↓↓↓

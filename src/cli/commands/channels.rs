use clap::{Args, Subcommand};
use std::path::PathBuf;

#[derive(Args)]
pub struct ChannelCommands {
    #[command(subcommand)]
    pub command: ChannelSubcommands,
}

#[derive(Subcommand)]
pub enum ChannelSubcommands {
    /// Create portal channels in bulk from a CSV or XLSX file
    Create(CreateArgs),
}

#[derive(Args)]
pub struct CreateArgs {
    /// Input file with columns channelName,owner,members,privacy
    #[arg(value_name = "FILE")]
    pub input: PathBuf,

    /// Parent category ID (overrides the configured default)
    #[arg(long)]
    pub parent_id: Option<i64>,

    /// Column header for the channel name
    #[arg(long, default_value = "channelName")]
    pub name_header: String,

    /// Column header for the owner user ID
    #[arg(long, default_value = "owner")]
    pub owner_header: String,

    /// Column header for the comma-delimited member list
    #[arg(long, default_value = "members")]
    pub members_header: String,

    /// Column header for the privacy level (1-3)
    #[arg(long, default_value = "privacy")]
    pub privacy_header: String,
}
pub mod auth;
pub mod captions;
pub mod categories;
pub mod channels;
pub mod chapters;
pub mod cuepoints;
pub mod entries;
pub mod flavors;
pub mod playlists;
pub mod quizzes;
pub mod reports;
pub mod retention;

use anyhow::Result;
use clap::Args;
use std::path::PathBuf;

use crate::select::{self, Selector};

/// Entry selection options shared by the bulk commands. Exactly one
/// selection method must be given.
#[derive(Args, Debug, Clone)]
pub struct SelectorArgs {
    /// Comma-delimited list of entry IDs
    #[arg(long, value_name = "IDS")]
    pub entry_ids: Option<String>,

    /// CSV file to read entry IDs from
    #[arg(long, value_name = "FILE")]
    pub input_csv: Option<PathBuf>,

    /// Column header holding the entry IDs [default: entry_id]
    #[arg(long, value_name = "HEADER")]
    pub csv_column: Option<String>,

    /// Select entries whose tags contain this string
    #[arg(long)]
    pub tag: Option<String>,

    /// Select entries published in this category ID
    #[arg(long, value_name = "ID")]
    pub category: Option<String>,

    /// With --category, also match entries in descendant categories
    #[arg(long)]
    pub include_child_categories: bool,

    /// Select entries owned by this user ID
    #[arg(long, value_name = "USER")]
    pub owner: Option<String>,
}

impl SelectorArgs {
    pub fn to_selector(&self) -> Result<Selector> {
        select::from_options(
            self.entry_ids.clone(),
            self.input_csv.clone(),
            self.csv_column.clone(),
            self.tag.clone(),
            self.category.clone(),
            self.include_child_categories,
            self.owner.clone(),
        )
    }
}
//! Playlists, user entries (quiz attempts), and the audit trail.

use anyhow::Result;

use crate::api::client::PlatformClient;
use crate::api::filters::{AuditTrailFilter, UserEntryFilter};
use crate::api::models::{AuditTrailEvent, Playlist, UserEntry};
use crate::api::params::ParamList;

pub struct PlaylistService<'a> {
    pub(crate) client: &'a PlatformClient,
}

impl PlaylistService<'_> {
    pub async fn get(&self, id: &str) -> Result<Playlist> {
        let params = ParamList::new().set("id", id);
        self.client.call("playlist", "get", params).await
    }

    /// Server-side copy of a playlist within the same account.
    pub async fn clone_playlist(&self, id: &str) -> Result<Playlist> {
        let params = ParamList::new().set("id", id);
        self.client.call("playlist", "clone", params).await
    }
}

pub struct UserEntryService<'a> {
    pub(crate) client: &'a PlatformClient,
}

impl UserEntryService<'_> {
    pub async fn list(&self, filter: &UserEntryFilter) -> Result<Vec<UserEntry>> {
        let base = ParamList::new().nest("filter", filter.to_params());
        self.client
            .list_all("userEntry", "list", base, 500, None)
            .await
    }

    pub async fn delete(&self, id: i64) -> Result<()> {
        let params = ParamList::new().set("id", id);
        self.client.request("userEntry", "delete", params).await?;
        Ok(())
    }
}

pub struct AuditTrailService<'a> {
    pub(crate) client: &'a PlatformClient,
}

impl AuditTrailService<'_> {
    pub async fn list(&self, filter: &AuditTrailFilter) -> Result<Vec<AuditTrailEvent>> {
        let base = ParamList::new().nest("filter", filter.to_params());
        self.client
            .list_all("audit_auditTrail", "list", base, 500, None)
            .await
    }

    /// Content-replacement events newer than the entry itself.
    pub async fn replacements_for(
        &self,
        entry_id: &str,
        entry_created_at: i64,
    ) -> Result<Vec<AuditTrailEvent>> {
        let filter = AuditTrailFilter {
            entry_id_equal: Some(entry_id.to_string()),
        };
        let events = self.list(&filter).await?;
        Ok(events
            .into_iter()
            .filter(|event| {
                event.entry_point.as_deref() == Some("media::updatecontent")
                    && event.created_at.unwrap_or(0) > entry_created_at
            })
            .collect())
    }
}
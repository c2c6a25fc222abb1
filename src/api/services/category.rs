//! Category tree, publication (category-entry) and membership
//! (category-user) operations.

use anyhow::Result;

use crate::api::client::PlatformClient;
use crate::api::filters::{CategoryEntryFilter, CategoryFilter, CategoryUserFilter};
use crate::api::models::{Category, CategoryEntry, CategoryUser, ListResponse};
use crate::api::params::{Pager, ParamList};

/// Fields for `category.add` when creating a channel category.
#[derive(Debug, Clone, Default)]
pub struct NewCategory {
    pub name: String,
    pub parent_id: i64,
    pub owner: String,
    pub privacy: i64,
    pub privacy_context: Option<String>,
    pub user_join_policy: Option<i64>,
    pub appear_in_list: Option<i64>,
    pub inheritance_type: Option<i64>,
    pub default_permission_level: Option<i64>,
    pub contribution_policy: Option<i64>,
    pub moderation: Option<i64>,
}

impl NewCategory {
    fn to_params(&self) -> ParamList {
        ParamList::new()
            .set("objectType", "KalturaCategory")
            .set("name", &self.name)
            .set("parentId", self.parent_id)
            .set("owner", &self.owner)
            .set("privacy", self.privacy)
            .set_opt("privacyContext", self.privacy_context.as_ref())
            .set_opt("userJoinPolicy", self.user_join_policy)
            .set_opt("appearInList", self.appear_in_list)
            .set_opt("inheritanceType", self.inheritance_type)
            .set_opt("defaultPermissionLevel", self.default_permission_level)
            .set_opt("contributionPolicy", self.contribution_policy)
            .set_opt("moderation", self.moderation)
    }
}

pub struct CategoryService<'a> {
    pub(crate) client: &'a PlatformClient,
}

impl CategoryService<'_> {
    pub async fn get(&self, id: i64) -> Result<Category> {
        let params = ParamList::new().set("id", id);
        self.client.call("category", "get", params).await
    }

    pub async fn list(&self, filter: &CategoryFilter) -> Result<Vec<Category>> {
        let base = ParamList::new().nest("filter", filter.to_params());
        self.client
            .list_all("category", "list", base, 500, None)
            .await
    }

    pub async fn add(&self, category: &NewCategory) -> Result<Category> {
        let params = ParamList::new().nest("category", category.to_params());
        self.client.call("category", "add", params).await
    }
}

pub struct CategoryEntryService<'a> {
    pub(crate) client: &'a PlatformClient,
}

impl CategoryEntryService<'_> {
    /// Single-page list; publication checks only need the first page and
    /// the total count.
    pub async fn list(
        &self,
        filter: &CategoryEntryFilter,
    ) -> Result<ListResponse<CategoryEntry>> {
        let params = ParamList::new()
            .nest("filter", filter.to_params())
            .nest("pager", Pager::default().to_params());
        self.client.call("categoryEntry", "list", params).await
    }

    /// Paginate every entry ID published in one category.
    pub async fn entry_ids_in_category(&self, category_id: i64) -> Result<Vec<String>> {
        let filter = CategoryEntryFilter {
            category_id_equal: Some(category_id),
            ..Default::default()
        };
        let base = ParamList::new().nest("filter", filter.to_params());
        let rows: Vec<CategoryEntry> = self
            .client
            .list_all("categoryEntry", "list", base, 500, None)
            .await?;
        Ok(rows.into_iter().map(|ce| ce.entry_id).collect())
    }

    pub async fn add(&self, category_id: i64, entry_id: &str) -> Result<CategoryEntry> {
        let assoc = ParamList::new()
            .set("objectType", "KalturaCategoryEntry")
            .set("categoryId", category_id)
            .set("entryId", entry_id);
        let params = ParamList::new().nest("categoryEntry", assoc);
        self.client.call("categoryEntry", "add", params).await
    }

    pub async fn delete(&self, category_id: i64, entry_id: &str) -> Result<()> {
        let params = ParamList::new()
            .set("entryId", entry_id)
            .set("categoryId", category_id);
        self.client.request("categoryEntry", "delete", params).await?;
        Ok(())
    }
}

/// Permission levels for category membership, as wire integers.
pub mod permission_level {
    pub const MANAGER: i64 = 0;
    pub const MODERATOR: i64 = 1;
    pub const CONTRIBUTOR: i64 = 2;
    pub const MEMBER: i64 = 3;
    pub const NONE: i64 = 4;

    /// Human-readable role name used in reports.
    pub fn role_name(level: i64) -> String {
        match level {
            MANAGER => "Manager".to_string(),
            MODERATOR => "Moderator".to_string(),
            CONTRIBUTOR => "Contributor".to_string(),
            MEMBER => "Member".to_string(),
            NONE => "None".to_string(),
            other => format!("Unknown ({})", other),
        }
    }
}

pub struct CategoryUserService<'a> {
    pub(crate) client: &'a PlatformClient,
}

impl CategoryUserService<'_> {
    pub async fn list(&self, filter: &CategoryUserFilter) -> Result<Vec<CategoryUser>> {
        let base = ParamList::new().nest("filter", filter.to_params());
        self.client
            .list_all("categoryUser", "list", base, 500, None)
            .await
    }

    pub async fn add(
        &self,
        category_id: i64,
        user_id: &str,
        permission_level: i64,
    ) -> Result<CategoryUser> {
        let member = ParamList::new()
            .set("objectType", "KalturaCategoryUser")
            .set("categoryId", category_id)
            .set("userId", user_id)
            .set("permissionLevel", permission_level);
        let params = ParamList::new().nest("categoryUser", member);
        self.client.call("categoryUser", "add", params).await
    }
}

#[cfg(test)]
mod tests {
    use super::*;

    #[test]
    fn test_role_names() {
        assert_eq!(permission_level::role_name(0), "Manager");
        assert_eq!(permission_level::role_name(3), "Member");
        assert_eq!(permission_level::role_name(9), "Unknown (9)");
    }

    #[test]
    fn test_new_category_params() {
        let category = NewCategory {
            name: "Physics 101".into(),
            parent_id: 42,
            owner: "prof".into(),
            privacy: 3,
            user_join_policy: Some(3),
            ..Default::default()
        };
        let params = category.to_params();
        let find = |key: &str| {
            params
                .entries()
                .iter()
                .find(|(k, _)| k == key)
                .map(|(_, v)| v.clone())
        };
        assert_eq!(find("name").as_deref(), Some("Physics 101"));
        assert_eq!(find("parentId").as_deref(), Some("42"));
        assert_eq!(find("userJoinPolicy").as_deref(), Some("3"));
        assert!(find("moderation").is_none());
    }
}
use clap::{Args, Subcommand};

use super::SelectorArgs;

#[derive(Args)]
pub struct FlavorCommands {
    #[command(subcommand)]
    pub command: FlavorSubcommands,
}

#[derive(Subcommand)]
pub enum FlavorSubcommands {
    /// Delete non-source flavors, keeping each entry's source rendition
    Delete(DeleteArgs),
}

#[derive(Args)]
pub struct DeleteArgs {
    #[command(flatten)]
    pub selector: SelectorArgs,

    /// Comma-delimited flavor tags to keep besides the source
    #[arg(long, value_name = "TAGS")]
    pub keep_tags: Option<String>,

    /// Skip child entries of multi-stream parents
    #[arg(long)]
    pub skip_children: bool,

    /// Skip the typed DELETE confirmation
    #[arg(long)]
    pub yes: bool,
}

↑↑↑

Problem details: Copy each line in the entries above where the word "bool" shows up.

Expected output:
    pub include_child_categories: bool,
    pub skip_children: bool,
    pub yes: bool,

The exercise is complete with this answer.